§ Instructions for the task: The full set of entries below should be transcribed exactly.
[Records to process Boundary: Start]
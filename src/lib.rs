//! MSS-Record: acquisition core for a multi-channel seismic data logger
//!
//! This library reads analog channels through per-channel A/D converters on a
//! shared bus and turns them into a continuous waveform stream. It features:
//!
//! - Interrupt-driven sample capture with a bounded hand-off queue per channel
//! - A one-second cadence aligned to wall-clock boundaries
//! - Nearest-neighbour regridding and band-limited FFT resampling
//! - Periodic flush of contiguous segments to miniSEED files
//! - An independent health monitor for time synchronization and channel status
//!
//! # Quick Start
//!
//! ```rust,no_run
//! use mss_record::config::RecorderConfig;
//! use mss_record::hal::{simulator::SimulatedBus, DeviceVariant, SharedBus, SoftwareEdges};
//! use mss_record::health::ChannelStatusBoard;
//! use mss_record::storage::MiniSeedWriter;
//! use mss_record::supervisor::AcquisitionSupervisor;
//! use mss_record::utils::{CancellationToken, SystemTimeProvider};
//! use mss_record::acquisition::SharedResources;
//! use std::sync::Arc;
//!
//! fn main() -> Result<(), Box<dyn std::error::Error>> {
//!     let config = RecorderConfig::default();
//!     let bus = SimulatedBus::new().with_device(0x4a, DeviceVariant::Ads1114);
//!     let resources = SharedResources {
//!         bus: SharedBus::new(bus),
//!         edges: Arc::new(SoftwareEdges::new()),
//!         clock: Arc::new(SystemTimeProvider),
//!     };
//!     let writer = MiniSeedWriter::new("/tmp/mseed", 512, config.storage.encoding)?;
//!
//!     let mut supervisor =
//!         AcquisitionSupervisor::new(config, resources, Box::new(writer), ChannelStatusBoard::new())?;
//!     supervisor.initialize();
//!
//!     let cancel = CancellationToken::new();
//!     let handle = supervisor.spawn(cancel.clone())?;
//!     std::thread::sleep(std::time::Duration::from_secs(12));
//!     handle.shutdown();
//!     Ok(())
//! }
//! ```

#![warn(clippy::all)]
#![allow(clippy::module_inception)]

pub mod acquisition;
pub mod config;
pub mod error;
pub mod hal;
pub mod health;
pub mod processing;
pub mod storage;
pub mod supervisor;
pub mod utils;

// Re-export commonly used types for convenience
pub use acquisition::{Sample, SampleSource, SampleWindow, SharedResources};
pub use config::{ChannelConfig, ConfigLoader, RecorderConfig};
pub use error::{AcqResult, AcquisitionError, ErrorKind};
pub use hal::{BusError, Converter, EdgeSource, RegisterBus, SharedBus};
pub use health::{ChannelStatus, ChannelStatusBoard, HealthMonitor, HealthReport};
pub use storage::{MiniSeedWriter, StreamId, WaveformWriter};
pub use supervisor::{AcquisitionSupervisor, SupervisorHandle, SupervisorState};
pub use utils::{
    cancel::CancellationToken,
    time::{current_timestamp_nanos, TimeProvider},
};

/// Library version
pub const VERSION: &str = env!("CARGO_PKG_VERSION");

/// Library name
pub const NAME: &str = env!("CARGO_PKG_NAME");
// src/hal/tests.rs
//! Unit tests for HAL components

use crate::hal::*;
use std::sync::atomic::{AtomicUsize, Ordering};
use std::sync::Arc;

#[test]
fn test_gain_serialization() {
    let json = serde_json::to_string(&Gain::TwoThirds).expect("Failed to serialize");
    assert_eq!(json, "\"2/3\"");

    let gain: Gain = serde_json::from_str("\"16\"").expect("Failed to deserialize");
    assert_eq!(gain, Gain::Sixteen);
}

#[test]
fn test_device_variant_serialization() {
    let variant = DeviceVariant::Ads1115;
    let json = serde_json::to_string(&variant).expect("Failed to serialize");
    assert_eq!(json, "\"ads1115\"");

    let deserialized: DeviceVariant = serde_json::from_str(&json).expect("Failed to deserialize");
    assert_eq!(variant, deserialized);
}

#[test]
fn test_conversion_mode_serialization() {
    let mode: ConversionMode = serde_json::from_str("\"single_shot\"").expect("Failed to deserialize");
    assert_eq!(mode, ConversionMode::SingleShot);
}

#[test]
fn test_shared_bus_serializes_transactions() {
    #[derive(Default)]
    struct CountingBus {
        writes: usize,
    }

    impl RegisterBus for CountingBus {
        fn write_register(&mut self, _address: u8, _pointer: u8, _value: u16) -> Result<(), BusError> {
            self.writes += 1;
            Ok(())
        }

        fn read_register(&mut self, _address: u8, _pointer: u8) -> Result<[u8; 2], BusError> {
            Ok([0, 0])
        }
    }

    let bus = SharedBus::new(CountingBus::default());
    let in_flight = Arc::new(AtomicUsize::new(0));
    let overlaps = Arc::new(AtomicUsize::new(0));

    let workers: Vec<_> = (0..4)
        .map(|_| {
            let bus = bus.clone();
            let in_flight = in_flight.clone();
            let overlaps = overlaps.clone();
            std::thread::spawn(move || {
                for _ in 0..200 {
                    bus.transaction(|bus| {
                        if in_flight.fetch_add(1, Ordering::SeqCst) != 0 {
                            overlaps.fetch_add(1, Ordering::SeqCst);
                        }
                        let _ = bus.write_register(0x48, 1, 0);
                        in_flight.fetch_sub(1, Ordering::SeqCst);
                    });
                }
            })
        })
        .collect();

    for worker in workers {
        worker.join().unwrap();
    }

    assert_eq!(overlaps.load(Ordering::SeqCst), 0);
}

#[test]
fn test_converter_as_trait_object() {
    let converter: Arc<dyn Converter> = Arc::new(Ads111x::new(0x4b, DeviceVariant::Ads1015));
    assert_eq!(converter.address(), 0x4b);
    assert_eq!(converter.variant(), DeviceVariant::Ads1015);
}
[Records to process Boundary: End]
§ Written reply:
filename src/lib.rs
//! MSS-Record: acquisition core for a multi-channel seismic data logger
//!
//! This library reads analog channels through per-channel A/D converters on a
//! shared bus and turns them into a continuous waveform stream. It features:
//!
//! - Interrupt-driven sample capture with a bounded hand-off queue per channel
//! - A one-second cadence aligned to wall-clock boundaries
//! - Nearest-neighbour regridding and band-limited FFT resampling
//! - Periodic flush of contiguous segments to miniSEED files
//! - An independent health monitor for time synchronization and channel status
//!
//! # Quick Start
//!
//! ```rust,no_run
//! use mss_record::config::RecorderConfig;
//! use mss_record::hal::{simulator::SimulatedBus, DeviceVariant, SharedBus, SoftwareEdges};
//! use mss_record::health::ChannelStatusBoard;
//! use mss_record::storage::MiniSeedWriter;
//! use mss_record::supervisor::AcquisitionSupervisor;
//! use mss_record::utils::{CancellationToken, SystemTimeProvider};
//! use mss_record::acquisition::SharedResources;
//! use std::sync::Arc;
//!
//! fn main() -> Result<(), Box<dyn std::error::Error>> {
//!     let config = RecorderConfig::default();
//!     let bus = SimulatedBus::new().with_device(0x4a, DeviceVariant::Ads1114);
//!     let resources = SharedResources {
//!         bus: SharedBus::new(bus),
//!         edges: Arc::new(SoftwareEdges::new()),
//!         clock: Arc::new(SystemTimeProvider),
//!     };
//!     let writer = MiniSeedWriter::new("/tmp/mseed", 512, config.storage.encoding)?;
//!
//!     let mut supervisor =
//!         AcquisitionSupervisor::new(config, resources, Box::new(writer), ChannelStatusBoard::new())?;
//!     supervisor.initialize();
//!
//!     let cancel = CancellationToken::new();
//!     let handle = supervisor.spawn(cancel.clone())?;
//!     std::thread::sleep(std::time::Duration::from_secs(12));
//!     handle.shutdown();
//!     Ok(())
//! }
//! ```

#![warn(clippy::all)]
#![allow(clippy::module_inception)]

pub mod acquisition;
pub mod config;
pub mod error;
pub mod hal;
pub mod health;
pub mod processing;
pub mod storage;
pub mod supervisor;
pub mod utils;

// Re-export commonly used types for convenience
pub use acquisition::{Sample, SampleSource, SampleWindow, SharedResources};
pub use config::{ChannelConfig, ConfigLoader, RecorderConfig};
pub use error::{AcqResult, AcquisitionError, ErrorKind};
pub use hal::{BusError, Converter, EdgeSource, RegisterBus, SharedBus};
pub use health::{ChannelStatus, ChannelStatusBoard, HealthMonitor, HealthReport};
pub use storage::{MiniSeedWriter, StreamId, WaveformWriter};
pub use supervisor::{AcquisitionSupervisor, SupervisorHandle, SupervisorState};
pub use utils::{
    cancel::CancellationToken,
    time::{current_timestamp_nanos, TimeProvider},
};

/// Library version
pub const VERSION: &str = env!("CARGO_PKG_VERSION");

/// Library name
pub const NAME: &str = env!("CARGO_PKG_NAME");
// src/hal/tests.rs
//! Unit tests for HAL components

use crate::hal::*;
use std::sync::atomic::{AtomicUsize, Ordering};
use std::sync::Arc;

#[test]
fn test_gain_serialization() {
    let json = serde_json::to_string(&Gain::TwoThirds).expect("Failed to serialize");
    assert_eq!(json, "\"2/3\"");

    let gain: Gain = serde_json::from_str("\"16\"").expect("Failed to deserialize");
    assert_eq!(gain, Gain::Sixteen);
}

#[test]
fn test_device_variant_serialization() {
    let variant = DeviceVariant::Ads1115;
    let json = serde_json::to_string(&variant).expect("Failed to serialize");
    assert_eq!(json, "\"ads1115\"");

    let deserialized: DeviceVariant = serde_json::from_str(&json).expect("Failed to deserialize");
    assert_eq!(variant, deserialized);
}

#[test]
fn test_conversion_mode_serialization() {
    let mode: ConversionMode = serde_json::from_str("\"single_shot\"").expect("Failed to deserialize");
    assert_eq!(mode, ConversionMode::SingleShot);
}

#[test]
fn test_shared_bus_serializes_transactions() {
    #[derive(Default)]
    struct CountingBus {
        writes: usize,
    }

    impl RegisterBus for CountingBus {
        fn write_register(&mut self, _address: u8, _pointer: u8, _value: u16) -> Result<(), BusError> {
            self.writes += 1;
            Ok(())
        }

        fn read_register(&mut self, _address: u8, _pointer: u8) -> Result<[u8; 2], BusError> {
            Ok([0, 0])
        }
    }

    let bus = SharedBus::new(CountingBus::default());
    let in_flight = Arc::new(AtomicUsize::new(0));
    let overlaps = Arc::new(AtomicUsize::new(0));

    let workers: Vec<_> = (0..4)
        .map(|_| {
            let bus = bus.clone();
            let in_flight = in_flight.clone();
            let overlaps = overlaps.clone();
            std::thread::spawn(move || {
                for _ in 0..200 {
                    bus.transaction(|bus| {
                        if in_flight.fetch_add(1, Ordering::SeqCst) != 0 {
                            overlaps.fetch_add(1, Ordering::SeqCst);
                        }
                        let _ = bus.write_register(0x48, 1, 0);
                        in_flight.fetch_sub(1, Ordering::SeqCst);
                    });
                }
            })
        })
        .collect();

    for worker in workers {
        worker.join().unwrap();
    }

    assert_eq!(overlaps.load(Ordering::SeqCst), 0);
}

#[test]
fn test_converter_as_trait_object() {
    let converter: Arc<dyn Converter> = Arc::new(Ads111x::new(0x4b, DeviceVariant::Ads1015));
    assert_eq!(converter.address(), 0x4b);
    assert_eq!(converter.variant(), DeviceVariant::Ads1015);
}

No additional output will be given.